When Joel was 9 years old, the McCreas moved from South Pasadena down the Arroyo and settled in Hollywood. By age 13 he was movie struck.  Soon Joel became resolved to get into films as an actor He later enrolled at Pomona College which had an excellent drama department. A girl in one of the Pomona casts, Jeane Wood, the daughter of director Sam Wood who was directing a campus story for MGM and he gave McCrea an uncredited role in “The Fair Co-ed.”   By 1932 Joel had garnered his jobs as an extra and in bit parts. In 1934 he starred with Barbara Stanwyck, who he would later accompany 5 more times. In 1933 he met and married actress Frances Dee an actress who had acted in the Pasadena Playhouse and had once lived only a few blocks from the McCreas, although they didn’t know each other at the time. In 1935 he made “Barbary Coast” which had some western elements. Later that same year he starred alongside his wife Frances in the big budget western, “Wells Fargo.”
 
Joel McCrea’s career reached its zenith in the 40s with Alfred Hitchcock’s “Foreign Correspondent” (1940), “Sullivan’s Travels” (1941), a classic Hollywood spoof directed by Preston Sturges, and as the long-haired, mustachioed “Buffalo Bill” (1944).  For Paramount McCrea garnered top billing in the title role of the Technicolor version of “The Virginian” (1946). From this point on McCrea would only play western roles. McCrea made 17 westerns in the 50s, all of which were successful at the box office.
 
In 1958 Joel abandoned films to co-produce and star in the NBC-TV series “Wichita Town,” but it only lasted one season, McCrea surprised many when he decided to return to filmdom as a villain alongside old friend Randolph Scott for director Sam Peckinpah  in ”Ride The High Country” (1962).   It was the film that put Peckinpah on the map and it featured a stellar supporting cast of Mariette Hartley, Warren Oates, Edgar Buchanan, and James Drury. Now it’s considered one of the last great movie westerns. In 1992 “Ride the High Country” was chosen by Newsweek as “The Year’s Top Film” and Time had it in their Top 10.

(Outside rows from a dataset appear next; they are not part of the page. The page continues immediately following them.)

//! Connection configuration
//!
//! `ConnectionConfig` is stored by the controller before the service starts.
//! A connection snapshots it into [`PortSettings`] when the port opens, so
//! changes made while connected only apply to the next (re)connect.

use crate::error::SessionError;
use serde::{Deserialize, Serialize};
use std::fmt;

/// Default baud rate of the pH meter
pub const DEFAULT_BAUD_RATE: u32 = 4800;

/// Default number of data bits
pub const DEFAULT_DATA_BITS: u8 = 8;

/// Default number of stop bits
pub const DEFAULT_STOP_BITS: u8 = 1;

/// Serial parity setting
#[derive(Debug, Clone, Copy, PartialEq, Eq, Hash, Default, Serialize, Deserialize)]
#[serde(rename_all = "lowercase")]
pub enum SerialParity {
    /// No parity bit
    #[default]
    None,
    /// Even parity
    Even,
    /// Odd parity
    Odd,
}

impl fmt::Display for SerialParity {
    fn fmt(&self, f: &mut fmt::Formatter<'_>) -> fmt::Result {
        match self {
            Self::None => write!(f, "none"),
            Self::Even => write!(f, "even"),
            Self::Odd => write!(f, "odd"),
        }
    }
}

/// Line parameters handed to the transport when a port is opened
#[derive(Debug, Clone, Copy, PartialEq, Eq, Serialize, Deserialize)]
pub struct PortSettings {
    /// Baud rate
    pub baud_rate: u32,
    /// Data bits (5-8)
    pub data_bits: u8,
    /// Stop bits (1 or 2)
    pub stop_bits: u8,
    /// Parity
    pub parity: SerialParity,
}

impl fmt::Display for PortSettings {
    fn fmt(&self, f: &mut fmt::Formatter<'_>) -> fmt::Result {
        write!(
            f,
            "{} baud {}{}{}",
            self.baud_rate,
            self.data_bits,
            match self.parity {
                SerialParity::None => 'N',
                SerialParity::Even => 'E',
                SerialParity::Odd => 'O',
            },
            self.stop_bits
        )
    }
}

/// Connection configuration
#[derive(Debug, Clone, PartialEq, Eq, Serialize, Deserialize)]
pub struct ConnectionConfig {
    /// Connect automatically when a device is attached
    pub auto_connect: bool,
    /// Baud rate for the serial link
    pub baud_rate: u32,
    /// Data bits, one of 5, 6, 7, 8
    pub data_bits: u8,
    /// Stop bits, 1 or 2
    #[serde(default = "default_stop_bits")]
    pub stop_bits: u8,
    /// Parity
    #[serde(default)]
    pub parity: SerialParity,
}

fn default_stop_bits() -> u8 {
    DEFAULT_STOP_BITS
}

impl Default for ConnectionConfig {
    fn default() -> Self {
        Self {
            auto_connect: false,
            baud_rate: DEFAULT_BAUD_RATE,
            data_bits: DEFAULT_DATA_BITS,
            stop_bits: DEFAULT_STOP_BITS,
            parity: SerialParity::None,
        }
    }
}

impl ConnectionConfig {
    /// Create a config with default line settings
    pub fn new() -> Self {
        Self::default()
    }

    /// Enable or disable auto-connect
    pub fn with_auto_connect(mut self, auto_connect: bool) -> Self {
        self.auto_connect = auto_connect;
        self
    }

    /// Set baud rate
    pub fn with_baud_rate(mut self, baud_rate: u32) -> Self {
        self.baud_rate = baud_rate;
        self
    }

    /// Set data bits
    pub fn with_data_bits(mut self, data_bits: u8) -> Self {
        self.data_bits = data_bits;
        self
    }

    /// Validate the configuration
    pub fn validate(&self) -> Result<(), SessionError> {
        if self.baud_rate == 0 {
            return Err(SessionError::invalid_config("baud rate must be > 0"));
        }

        if !(5..=8).contains(&self.data_bits) {
            return Err(SessionError::invalid_config(format!(
                "data bits must be 5, 6, 7 or 8 (got {})",
                self.data_bits
            )));
        }

        if !matches!(self.stop_bits, 1 | 2) {
            return Err(SessionError::invalid_config(format!(
                "stop bits must be 1 or 2 (got {})",
                self.stop_bits
            )));
        }

        Ok(())
    }

    /// Line parameters for opening the port
    pub fn port_settings(&self) -> PortSettings {
        PortSettings {
            baud_rate: self.baud_rate,
            data_bits: self.data_bits,
            stop_bits: self.stop_bits,
            parity: self.parity,
        }
    }
}
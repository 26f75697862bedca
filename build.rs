fn main() {
    // Build timestamp reported by the binary's debug log
    let build_date = chrono::Utc::now()
        .format("%Y-%m-%d %H:%M:%S UTC")
        .to_string();
    println!("cargo:rustc-env=BUILD_DATE={}", build_date);
}
//! pH reading decoding
//!
//! The meter answers a "P\r" query with an ASCII line such as `7.01\r` or
//! `pH 7.01 25.0C\r`. The first decimal number is taken as the pH value.

use serde::Serialize;
use std::fmt;

/// One decoded meter response
#[derive(Debug, Clone, PartialEq, Serialize)]
pub struct PhReading {
    /// Response text, trimmed
    pub raw: String,
    /// First number in the response, if any
    pub ph: Option<f64>,
}

impl PhReading {
    /// Decode a raw response. Never fails; non-numeric text keeps `ph` empty.
    pub fn parse(bytes: &[u8]) -> Self {
        let raw = String::from_utf8_lossy(bytes).trim().to_string();
        let ph = first_number(&raw);
        Self { raw, ph }
    }
}

impl fmt::Display for PhReading {
    fn fmt(&self, f: &mut fmt::Formatter<'_>) -> fmt::Result {
        match self.ph {
            Some(ph) => write!(f, "pH {:.2}", ph),
            None => write!(f, "{:?}", self.raw),
        }
    }
}

fn first_number(text: &str) -> Option<f64> {
    let bytes = text.as_bytes();
    let mut start = 0;
    while start < bytes.len() {
        let digit_at = |i: usize| bytes.get(i).is_some_and(u8::is_ascii_digit);
        let begins = match bytes[start] {
            b'0'..=b'9' => true,
            b'-' | b'+' => {
                digit_at(start + 1)
                    || (bytes.get(start + 1) == Some(&b'.') && digit_at(start + 2))
            }
            b'.' => digit_at(start + 1),
            _ => false,
        };
        if begins {
            let mut end = start + 1;
            let mut seen_dot = bytes[start] == b'.';
            while end < bytes.len() {
                match bytes[end] {
                    b'0'..=b'9' => {}
                    b'.' if !seen_dot && digit_at(end + 1) => seen_dot = true,
                    _ => break,
                }
                end += 1;
            }
            return text[start..end].parse().ok();
        }
        start += 1;
    }
    None
}

#[cfg(test)]
mod tests {
    use super::*;

    #[test]
    fn test_plain_reading() {
        let reading = PhReading::parse(b"7.01\r");
        assert_eq!(reading.raw, "7.01");
        assert_eq!(reading.ph, Some(7.01));
        assert_eq!(reading.to_string(), "pH 7.01");
    }

    #[test]
    fn test_reading_with_label_and_temperature() {
        let reading = PhReading::parse(b"pH 6.87 25.0C\r\n");
        assert_eq!(reading.ph, Some(6.87));
        assert_eq!(reading.raw, "pH 6.87 25.0C");
    }

    #[test]
    fn test_signed_and_bare_fraction() {
        assert_eq!(PhReading::parse(b"-0.5").ph, Some(-0.5));
        assert_eq!(PhReading::parse(b".5").ph, Some(0.5));
        assert_eq!(PhReading::parse(b"7.").ph, Some(7.0));
    }

    #[test]
    fn test_non_numeric_response() {
        let reading = PhReading::parse(b"ERR\r");
        assert_eq!(reading.ph, None);
        assert_eq!(reading.to_string(), "\"ERR\"");

        let reading = PhReading::parse(&[0xff, b'7', b'\r']);
        assert_eq!(reading.ph, Some(7.0));
    }
}
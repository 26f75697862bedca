//! pH-meter Settings Crate
//!
//! Handles application configuration: loading, validation, and saving of
//! the connection, exchange, polling, and hot-plug monitor settings.

pub mod config;
pub mod error;

pub use config::{Config, ConfigFormat, ExchangeSettings, MonitorSettings, PollingSettings};
pub use error::{ConfigError, SettingsError, SettingsResult};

   The free event will be presented on June 6 at 7 p.m. in the Community Room at 1115 El Centro Street by the South Pasadena Public Library, the Friends of the South Pasadena Public Library, and Poets & Writers, Inc. with funding from the James Irvine Foundation. Doors will open at 6:30 p.m.  Master of Ceremonies will be acclaimed Cowboy Poet, Larry Maurice who will also be introducing the film with Wyatt McCrea, one of the grandsons of Joel and Frances. Wyatt and Larry will team up to conduct a Q & A along with David Lyons, the son of the film’s producer Richard Lyons, who will also be providing a professional projector and a giant screen. Larry Maurice will perform some of his cowboy poems too. No tickets or reservations are necessary. Special thanks to Warner Bros. Pictures.